Enjoying the garden

Well this wasn’t what any of us were expecting at the start of the year. In January I’d set off with all good intentions of getting my retirement blog going on a regular basis - started off pretty well, leisurely dropping in on places and birds when I wanted, constantly disappointed about the lack of birds at Rishton Reservoir (apart from the Grebes of course) and getting up to date with all those things I was putting off (moth dissection course in Liverpool for example).
Caspian Gull
There was a trip to Florida in March to look forward to and in the meantime a couple of local trips to Redcar Tarn at Keighley that were very rewarding and enjoyable seeing close up bona-fida Caspian Gulls in a relatively pleasant setting and couple that with a flock of Waxwings that have bee very scarce this winter. A return trip to Musselburgh to dip the White-winged Scoter once again saw me spending many enjoyable hours scanning the Firth of Forth’s sea duck. The long-staying Black-throated Thrush drew me across to Grimsby and high tides at Marshside brought great views of Hen Harrier, Merlin and a host of waders and wildfowl.
Black-throated Thrush
Then as the news of the spread of Covid-19 became ever more fraught, I knew that the holiday was, for the second consecutive year, going to have to be postponed and all plans put on hold.
So we’re fortunate to have a lovely garden with views - potential that I’m so glad Bernie spotted 30+ years ago - and time to spend in it. Incessant wind and rain during February didn’t help much and there was a distinct lack of finches this winter. This has extended into spring and on the few non-windy days when I’ve been able to get a net up, hardly anything has been coming down.

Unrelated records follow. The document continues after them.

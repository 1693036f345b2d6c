//! Import pipeline components
//!
//! Leaves first: candidates and archives, then the watcher, BIOS routing,
//! system resolution, disc grouping, catalog matching, conflicts, metadata
//! and artwork. The orchestrator sequences them per batch.

pub mod archive_extractor;
pub mod artwork_fetcher;
pub mod bios_router;
pub mod candidate;
pub mod catalog_matcher;
pub mod cd_grouper;
pub mod conflict_handler;
pub mod directory_watcher;
pub mod file_ops;
pub mod media_cache;
pub mod metadata_resolver;
pub mod orchestrator;
pub mod system_resolver;

pub use archive_extractor::{ArchiveError, ArchiveExtractor, ExtractionProgress};
pub use artwork_fetcher::{ArtworkError, ArtworkFetcher, ArtworkSettings};
pub use bios_router::BiosRouter;
pub use candidate::ImportCandidate;
pub use catalog_matcher::{CatalogMatcher, MatchOutcome};
pub use conflict_handler::{ConflictHandler, HeldConflict};
pub use directory_watcher::{DirectoryWatcher, WatcherError, WatcherState};
pub use media_cache::{FileMediaCache, MediaCache};
pub use metadata_resolver::{MetadataResolver, MetadataSync};
pub use orchestrator::{ImportContext, ImportOrchestrator};
pub use system_resolver::{Resolution, ResolvedVia, SystemResolver};
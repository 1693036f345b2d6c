//! Catalog entries

use super::metadata::MetadataRecord;
use chrono::{DateTime, Utc};
use serde::{Deserialize, Serialize};

/// One identified game in the catalog, keyed by content hash
///
/// `relative_path` and `related_files` are relative to the ROMs root, in the
/// form `<system-id>/<file name>`.
#[derive(Debug, Clone, PartialEq, Serialize, Deserialize)]
pub struct CatalogEntry {
    pub content_hash: String,
    pub system_id: String,
    pub relative_path: String,
    pub related_files: Vec<String>,
    pub requires_metadata_sync: bool,
    pub title: String,
    /// Remote artwork location taken from metadata
    pub artwork_url: Option<String>,
    /// Media cache key of the downloaded artwork
    pub artwork_ref: Option<String>,
    /// Media cache key of artwork the user dropped next to the ROM
    pub custom_artwork_ref: Option<String>,
    pub box_back_url: Option<String>,
    pub region: Option<String>,
    pub region_id: Option<i64>,
    pub description: Option<String>,
    pub developer: Option<String>,
    pub publisher: Option<String>,
    pub genres: Option<String>,
    pub release_date: Option<String>,
    pub reference_url: Option<String>,
    pub external_release_id: Option<i64>,
    pub serial_number: Option<String>,
    pub imported_at: DateTime<Utc>,
}

impl CatalogEntry {
    /// Fresh entry, flagged for a metadata lookup
    ///
    /// The title starts out as the file name without extension.
    pub fn new(
        content_hash: impl Into<String>,
        system_id: impl Into<String>,
        relative_path: impl Into<String>,
    ) -> Self {
        let relative_path = relative_path.into();
        let title = file_stem(&relative_path).to_string();
        Self {
            content_hash: content_hash.into(),
            system_id: system_id.into(),
            relative_path,
            related_files: Vec::new(),
            requires_metadata_sync: true,
            title,
            artwork_url: None,
            artwork_ref: None,
            custom_artwork_ref: None,
            box_back_url: None,
            region: None,
            region_id: None,
            description: None,
            developer: None,
            publisher: None,
            genres: None,
            release_date: None,
            reference_url: None,
            external_release_id: None,
            serial_number: None,
            imported_at: Utc::now(),
        }
    }

    /// File name component of `relative_path`
    pub fn file_name(&self) -> &str {
        file_name(&self.relative_path)
    }

    /// File name without extension
    pub fn base_name(&self) -> &str {
        file_stem(&self.relative_path)
    }

    /// Record a sibling file, keeping insertion order and skipping duplicates
    pub fn add_related_file(&mut self, relative_path: impl Into<String>) -> bool {
        let relative_path = relative_path.into();
        if relative_path == self.relative_path || self.related_files.contains(&relative_path) {
            return false;
        }
        self.related_files.push(relative_path);
        true
    }

    /// Copy descriptive fields from a reference record
    ///
    /// With `overwrite`, every non-empty source field replaces the entry's
    /// value; without it only fields the entry has no value for are filled.
    pub fn merge_metadata(&mut self, record: &MetadataRecord, overwrite: bool) {
        if let Some(title) = non_empty(&record.title) {
            if overwrite || self.title.is_empty() {
                self.title = title.replace(" (Disc 1)", "");
            }
        }

        merge_field(&mut self.artwork_url, &record.artwork_url, overwrite);
        merge_field(&mut self.box_back_url, &record.box_back_url, overwrite);
        merge_field(&mut self.region, &record.region, overwrite);
        merge_field(&mut self.description, &record.description, overwrite);
        merge_field(&mut self.developer, &record.developer, overwrite);
        merge_field(&mut self.publisher, &record.publisher, overwrite);
        merge_field(&mut self.genres, &record.genres, overwrite);
        merge_field(&mut self.release_date, &record.release_date, overwrite);
        merge_field(&mut self.reference_url, &record.reference_url, overwrite);
        merge_field(&mut self.serial_number, &record.serial_number, overwrite);

        if record.region_id.is_some() && (overwrite || self.region_id.is_none()) {
            self.region_id = record.region_id;
        }
        if record.external_release_id.is_some() && (overwrite || self.external_release_id.is_none())
        {
            self.external_release_id = record.external_release_id;
        }
    }
}

fn non_empty(value: &Option<String>) -> Option<&str> {
    value.as_deref().map(str::trim).filter(|v| !v.is_empty())
}

fn merge_field(target: &mut Option<String>, source: &Option<String>, overwrite: bool) {
    let Some(value) = non_empty(source) else {
        return;
    };
    let target_empty = target.as_deref().map(str::is_empty).unwrap_or(true);
    if overwrite || target_empty {
        *target = Some(value.to_string());
    }
}

fn file_name(path: &str) -> &str {
    path.rsplit('/').next().unwrap_or(path)
}

fn file_stem(path: &str) -> &str {
    let name = file_name(path);
    match name.rfind('.') {
        Some(idx) if idx > 0 => &name[..idx],
        _ => name,
    }
}
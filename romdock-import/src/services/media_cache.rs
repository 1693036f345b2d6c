//! Artwork byte cache
//!
//! Keys are MD5 hex digests of the stored bytes; each key maps to one file
//! `<key>.jpg` in the cache directory.

use async_trait::async_trait;
use std::path::PathBuf;

/// Put/get/exists storage for artwork bytes
#[async_trait]
pub trait MediaCache: Send + Sync {
    async fn exists(&self, key: &str) -> bool;

    /// Store bytes under `key`, returning where they landed
    async fn put(&self, bytes: Vec<u8>, key: &str) -> std::io::Result<PathBuf>;

    async fn get(&self, key: &str) -> std::io::Result<Option<Vec<u8>>>;
}

/// Cache backed by a directory
pub struct FileMediaCache {
    dir: PathBuf,
}

impl FileMediaCache {
    pub fn new(dir: impl Into<PathBuf>) -> Self {
        Self { dir: dir.into() }
    }

    fn path_for(&self, key: &str) -> Option<PathBuf> {
        // Keys come from hashes; anything else could escape the directory
        if key.is_empty() || !key.chars().all(|c| c.is_ascii_alphanumeric()) {
            return None;
        }
        Some(self.dir.join(format!("{}.jpg", key)))
    }
}

fn invalid_key(key: &str) -> std::io::Error {
    std::io::Error::new(
        std::io::ErrorKind::InvalidInput,
        format!("invalid media cache key {:?}", key),
    )
}

#[async_trait]
impl MediaCache for FileMediaCache {
    async fn exists(&self, key: &str) -> bool {
        match self.path_for(key) {
            Some(path) => tokio::fs::try_exists(&path).await.unwrap_or(false),
            None => false,
        }
    }

    async fn put(&self, bytes: Vec<u8>, key: &str) -> std::io::Result<PathBuf> {
        let path = self.path_for(key).ok_or_else(|| invalid_key(key))?;
        tokio::fs::create_dir_all(&self.dir).await?;

        // Write then rename so readers never see a partial file
        let tmp = self.dir.join(format!(".{}.tmp", key));
        tokio::fs::write(&tmp, &bytes).await?;
        tokio::fs::rename(&tmp, &path).await?;
        Ok(path)
    }

    async fn get(&self, key: &str) -> std::io::Result<Option<Vec<u8>>> {
        let path = self.path_for(key).ok_or_else(|| invalid_key(key))?;
        match tokio::fs::read(&path).await {
            Ok(bytes) => Ok(Some(bytes)),
            Err(e) if e.kind() == std::io::ErrorKind::NotFound => Ok(None),
            Err(e) => Err(e),
        }
    }
}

Moth nights have also been in short supply but an early effort in January got me a much-wanted Spring Usher and more recently, the long-awaited Oak Beauty.
Spring Usher
Oak Beauty
So birding from the garden it will be for the foreseeable as I sit here watching the multitude of House Sparrows demolish the fat balls and Starlings gather nest material. Very few migrants here yet - just Chiffchaff really. A few distant Sand Martins and a single brief Blackcap is not helping the mood but the weather is improving so the bees and hoverflies should add variety to garden wildlife observations!